2.cor15α基因启动子在马铃薯中表达活性鉴定:为了检测cor15α基因启动子在马铃薯中是否具有低温诱导活性,本研究将表达载体pLB通过农杆菌介导转化马铃薯“鄂马铃薯3号(E3)”并获得转化再生植株。转基因马铃薯的GUS染色和GUS活性荧光定量分析结果证明,cor15α基因启动子在马铃薯中仍具有低温诱导表达特性。在没有低温处理的对照组中,各被测样品组织中均检测不到GUS的酶活性,低温处理后,在茎,叶,块茎和匍匐茎组织中均可以检测到不同强度的GUS活性,其中叶片和块茎中的活性相对较高。
3.cor15α基因启动子和块茎特异启动子(CIPP)的特异核心启动子区域表达活性鉴定:实验将cor15α基因启动子的-297/+70(含有一个低温响应元件LTRE)与GUS基因连接,构建了转化载体pL297-121,将CIPP启动子的-340/+19(含有块茎特异表达调控序列TSSR)与GUS基因连接,构建了转化载体pC340-121。pL297-121和pC340-121分别转化马铃薯E3获得转基因植株,分析显示,载体pL297-121在除根以外所有被检测的组织中均具有低温诱导表达功能,但表达强度低于完整cor15α基因启动子。
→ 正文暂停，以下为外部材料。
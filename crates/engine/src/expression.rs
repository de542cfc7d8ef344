// SPDX-License-Identifier: BUSL-1.1
// Copyright (c) 2026 Alfred Jean LLC

//! Expression host: scope construction, helper bindings, templating
//!
//! Wraps the external evaluator. Each evaluation sees the caller's locals,
//! the payload's global variables, the device-scoped variables when a
//! device is in scope, and the engine's data bindings; callable helpers go
//! through [`HelperHost`] with RBAC checks on store access.

use crate::error::EngineError;
use crate::runner::Runner;
use async_trait::async_trait;
use nr_adapters::{EvalError, HelperHost, Notification, Scope};
use nr_core::Device;
use regex::Regex;
use serde_json::{json, Map, Value};
use std::future::Future;
use std::pin::Pin;
use std::sync::{Arc, OnceLock};

use crate::convert::value_to_text;

fn template_regex() -> &'static Regex {
    static TEMPLATE: OnceLock<Regex> = OnceLock::new();
    TEMPLATE.get_or_init(|| {
        // the pattern is a literal; a parse failure is unreachable
        #[allow(clippy::unwrap_used)]
        let re = Regex::new(r"\{\{(.*?)\}\}").unwrap();
        re
    })
}

/// Python-style truthiness for evaluated guard expressions.
pub(crate) fn truthy(value: &Value) -> bool {
    match value {
        Value::Null => false,
        Value::Bool(b) => *b,
        Value::Number(n) => n.as_f64().map(|f| f != 0.0).unwrap_or(true),
        Value::String(s) => !s.is_empty(),
        Value::Array(a) => !a.is_empty(),
        Value::Object(o) => !o.is_empty(),
    }
}

impl Runner {
    /// Build the variable scope for one evaluation: locals, then payload
    /// globals, then device-scoped variables, then the data bindings.
    pub(crate) fn build_scope(&self, device: Option<&Device>, locals: Scope) -> Scope {
        let mut scope = locals;
        for (key, value) in self.payload.variables() {
            scope.insert(key, value);
        }
        if let Some(device) = device {
            for (key, value) in self.payload.device_variables(&device.name) {
                scope.insert(key, value);
            }
            scope.insert(
                "device".to_string(),
                serde_json::to_value(device).unwrap_or(Value::Null),
            );
        }
        scope.insert("payload".to_string(), self.payload.snapshot());
        if let Some(workflow) = &self.workflow {
            scope.insert(
                "workflow".to_string(),
                serde_json::to_value(workflow).unwrap_or(Value::Null),
            );
        }
        if let Some(parent) = self.parent_device.as_ref().or(device) {
            scope.insert(
                "parent_device".to_string(),
                serde_json::to_value(parent).unwrap_or(Value::Null),
            );
        }
        if let Some(placeholder) = self.main_run().placeholder {
            scope.insert(
                "placeholder".to_string(),
                serde_json::to_value(&placeholder).unwrap_or(Value::Null),
            );
        }
        scope
    }

    pub(crate) fn helpers(self: &Arc<Self>, device: Option<&Device>) -> RunnerHelpers {
        RunnerHelpers {
            runner: Arc::clone(self),
            device: device.cloned(),
        }
    }

    /// Evaluate an expression. Empty sources evaluate to null.
    pub async fn eval(
        self: &Arc<Self>,
        src: &str,
        device: Option<&Device>,
        locals: Scope,
    ) -> Result<Value, EngineError> {
        if src.is_empty() {
            return Ok(Value::Null);
        }
        let scope = self.build_scope(device, locals);
        let helpers = self.helpers(device);
        Ok(self
            .engine()
            .deps
            .evaluator
            .eval(src, &scope, &helpers)
            .await?)
    }

    /// Execute a statement block and return the final scope. A clean exit
    /// aborts only the block and yields an empty scope.
    pub async fn exec(
        self: &Arc<Self>,
        src: &str,
        device: Option<&Device>,
        locals: Scope,
    ) -> Result<Scope, EngineError> {
        if src.is_empty() {
            return Ok(Scope::new());
        }
        let scope = self.build_scope(device, locals);
        let helpers = self.helpers(device);
        match self
            .engine()
            .deps
            .evaluator
            .exec(src, &scope, &helpers)
            .await
        {
            Ok(scope) => Ok(scope),
            Err(EvalError::CleanExit) => Ok(Scope::new()),
            Err(e) => Err(e.into()),
        }
    }

    /// Replace every `{{ expr }}` in the input with the string form of its
    /// evaluation. Idempotent on template-free strings.
    pub async fn sub_text(
        self: &Arc<Self>,
        input: &str,
        device: Option<&Device>,
    ) -> Result<String, EngineError> {
        let re = template_regex();
        let mut out = String::new();
        let mut last = 0;
        for caps in re.captures_iter(input) {
            let full = match caps.get(0) {
                Some(m) => m,
                None => continue,
            };
            let expr = caps.get(1).map(|m| m.as_str().trim()).unwrap_or("");
            out.push_str(&input[last..full.start()]);
            let value = self.eval(expr, device, Scope::new()).await?;
            out.push_str(&value_to_text(&value));
            last = full.end();
        }
        out.push_str(&input[last..]);
        Ok(out)
    }

    /// Template substitution over an arbitrary value: recurses into lists
    /// and maps, applying to both keys and values.
    pub(crate) fn sub_value<'a>(
        self: &'a Arc<Self>,
        input: &'a Value,
        device: Option<&'a Device>,
    ) -> Pin<Box<dyn Future<Output = Result<Value, EngineError>> + Send + 'a>> {
        Box::pin(async move {
            match input {
                Value::String(text) => Ok(Value::String(self.sub_text(text, device).await?)),
                Value::Array(items) => {
                    let mut out = Vec::with_capacity(items.len());
                    for item in items {
                        out.push(self.sub_value(item, device).await?);
                    }
                    Ok(Value::Array(out))
                }
                Value::Object(map) => {
                    let mut out = Map::new();
                    for (key, value) in map {
                        let key = self.sub_text(key, device).await?;
                        out.insert(key, self.sub_value(value, device).await?);
                    }
                    Ok(Value::Object(out))
                }
                other => Ok(other.clone()),
            }
        })
    }

    /// Look up a persisted result by service name within this run tree.
    pub(crate) async fn get_result(
        &self,
        service_name: &str,
        device: Option<&str>,
        workflow: Option<&str>,
    ) -> Result<Value, EngineError> {
        let workflow_name = workflow
            .map(str::to_string)
            .or_else(|| self.workflow.as_ref().map(|w| w.name.clone()));
        let record = self
            .engine()
            .deps
            .store
            .result_by_service_name(
                service_name,
                &self.parent_runtime,
                device,
                workflow_name.as_deref(),
            )
            .await?;
        Ok(record.map(|r| r.result).unwrap_or(Value::Null))
    }
}

/// The runner's side of the helper bindings, carrying the device context of
/// the current evaluation.
pub(crate) struct RunnerHelpers {
    runner: Arc<Runner>,
    device: Option<Device>,
}

impl RunnerHelpers {
    fn rbac(&self, operation: &str, model: &str) -> Result<(), EvalError> {
        if self
            .runner
            .engine()
            .settings()
            .security
            .allows(operation, model)
        {
            Ok(())
        } else {
            Err(EvalError::Helper(format!(
                "Use of '{operation}' is not allowed on {model}"
            )))
        }
    }

    fn device_name(&self) -> Option<&str> {
        self.device.as_ref().map(|d| d.name.as_str())
    }
}

fn helper_err(e: impl std::fmt::Display) -> EvalError {
    EvalError::Helper(e.to_string())
}

#[async_trait]
impl HelperHost for RunnerHelpers {
    async fn fetch(&self, model: &str, filters: Scope) -> Result<Value, EvalError> {
        self.rbac("fetch", model)?;
        self.runner
            .engine()
            .deps
            .store
            .fetch(model, &filters)
            .await
            .map_err(helper_err)
    }

    async fn fetch_all(&self, model: &str) -> Result<Value, EvalError> {
        self.rbac("fetch_all", model)?;
        self.runner
            .engine()
            .deps
            .store
            .fetch_all(model)
            .await
            .map(Value::Array)
            .map_err(helper_err)
    }

    async fn factory(&self, model: &str, fields: Scope) -> Result<Value, EvalError> {
        self.rbac("factory", model)?;
        self.runner
            .engine()
            .deps
            .store
            .factory(model, fields)
            .await
            .map_err(helper_err)
    }

    async fn delete(&self, model: &str, filters: Scope) -> Result<Value, EvalError> {
        self.rbac("delete", model)?;
        self.runner
            .engine()
            .deps
            .store
            .delete(model, &filters)
            .await
            .map(|_| Value::Null)
            .map_err(helper_err)
    }

    async fn get_credential(
        &self,
        device: Option<&str>,
        credential_type: Option<&str>,
    ) -> Result<Value, EvalError> {
        let engine = self.runner.engine();
        let credential = engine
            .deps
            .store
            .credential(&self.runner.creator, device, credential_type)
            .await
            .map_err(helper_err)?;
        let secrets = &engine.deps.secrets;
        let mut out = Map::new();
        out.insert("username".to_string(), json!(credential.username));
        match credential.subtype {
            nr_core::CredentialKind::Password => {
                let password = secrets
                    .get_password(&credential.password)
                    .await
                    .map_err(helper_err)?;
                out.insert("password".to_string(), json!(password));
            }
            nr_core::CredentialKind::Key => {
                let key = secrets
                    .get_password(&credential.private_key)
                    .await
                    .map_err(helper_err)?;
                out.insert("private_key".to_string(), json!(key));
            }
        }
        let secret = secrets
            .get_password(&credential.enable_password)
            .await
            .map_err(helper_err)?;
        out.insert("secret".to_string(), json!(secret));
        Ok(Value::Object(out))
    }

    async fn send_email(
        &self,
        recipient: &str,
        subject: &str,
        body: &str,
    ) -> Result<(), EvalError> {
        let notification = Notification {
            subject: subject.to_string(),
            body: body.to_string(),
            recipient: recipient.to_string(),
            ..Notification::default()
        };
        self.runner
            .engine()
            .deps
            .mail
            .send(&notification)
            .await
            .map(|_| ())
            .map_err(helper_err)
    }

    async fn encrypt(&self, plaintext: &str) -> Result<String, EvalError> {
        self.runner
            .engine()
            .deps
            .secrets
            .encrypt_password(plaintext)
            .await
            .map_err(helper_err)
    }

    async fn get_result(
        &self,
        service_name: &str,
        device: Option<&str>,
        workflow: Option<&str>,
    ) -> Result<Value, EvalError> {
        self.runner
            .get_result(service_name, device, workflow)
            .await
            .map_err(helper_err)
    }

    fn settings(&self) -> Value {
        serde_json::to_value(self.runner.engine().settings()).unwrap_or(Value::Null)
    }

    fn devices(&self) -> Value {
        Value::Array(
            self.runner
                .target_devices()
                .into_iter()
                .map(|d| Value::String(d.name))
                .collect(),
        )
    }

    fn get_var(
        &self,
        name: &str,
        device: Option<&str>,
        section: Option<&str>,
    ) -> Result<Value, EvalError> {
        self.runner
            .payload
            .get(name, device, section, None, false)
            .map(|v| v.unwrap_or(Value::Null))
            .map_err(helper_err)
    }

    fn set_var(&self, name: &str, value: Value, device: Option<&str>, section: Option<&str>) {
        self.runner.payload.set(name, value, device, section);
    }

    fn log(&self, severity: &str, message: &str) {
        self.runner
            .log(severity, message, self.device_name(), None);
    }
}

#[cfg(test)]
#[path = "expression_tests.rs"]
mod tests;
pC340-121在块茎中的表达活性明显高于茎,根和匍匐茎,而在叶片中则始终未检测到它的活性。同时低温处理后,pC340-121的活性在所有被测组织中均没有变化,表明该TSSR序列的调控活性不受低温环境的影响。
4.低温诱导的马铃薯块茎特异启动子构建与表达功能鉴定:以低温诱导cor15α基因的启动子和马铃薯块茎特异启动子CIPP为基础,采用重叠延伸PCR的方法,将cor15α基因启动子中含有低温响应元件LTRE的-297/-42和-297/+70片段分别与CIPP启动子中含有块茎特异表达序列TSSR的-340/+19和-340/-28片段进行融合,按照核心序列相对于TATA-box位置的不同,构建了2个融合启动子pCL(TSSR靠近TATA-box)和pLC(LTRE靠近TATA-box),并将2个融合启动子分别与GUS基因连接,通过农杆菌介导的基因转化,将融合启动子pCL和pLC导入E3获得转基因植株。分析结果显示,融合启动子pCL和pLC均具有表达功能,但核心功能序列相对于TATA-box的位置不同其表达强度具有显著差异。块茎特异表达序列TSSR靠近TATA-box的pCL,GUS表达强度显著高于低温诱导核心启动子序列LTRE靠近TATA-box的pLC,特别是在块茎和匍匐茎中表现更为突出。
5.马铃薯St-CBF转录因子的鉴定:本研究根据已报道的EST序列设计引物,采用基于PCR的技术从马铃薯两个基因型(E3和CW2-1)中克隆到St-CBF基因的蛋白质编码区序列。序列分析显示该片段长600bp,编码199个氨基酸,具有CBF/DREB转录因子的保守结构域ERF/AP2,同时还具有一个富含丝氨酸/苏氨酸的保守区域,一个核定位信号NLS(PKRPAGRKKFRETRHP)和一个保守的DSAW-Motif。该St-CBF具备CBF1/DREB1类转录因子的典型特征。氨基酸序列比对分析表明,St-CBF与许多植物中的CBF/DREB转录因子蛋白具有较高的同源性。将St-CBF基因克隆到pGEX-6P-1上与谷胱苷肽-S-转移酶进行融合,并在大肠杆菌中BL21(DE3)中成功进行了融合蛋白的表达。凝胶阻滞实验表明,该融合蛋白能够与cor15α基因启动子中的LTRE序列发生特异地结合,初步证明马铃薯St-CBF蛋白具有CBF/DREB类转录因子的功能。Southern杂交显示St-CBF基因在马铃薯基因组中只有一个位点。RT-PCR结果显示St-CBF基因在低温处理15min即开始在叶片中表达,而且在整个低温处理期间(12h)持续表达,表明马铃薯St-CBF基因可能参与调节低温诱导基因的表达。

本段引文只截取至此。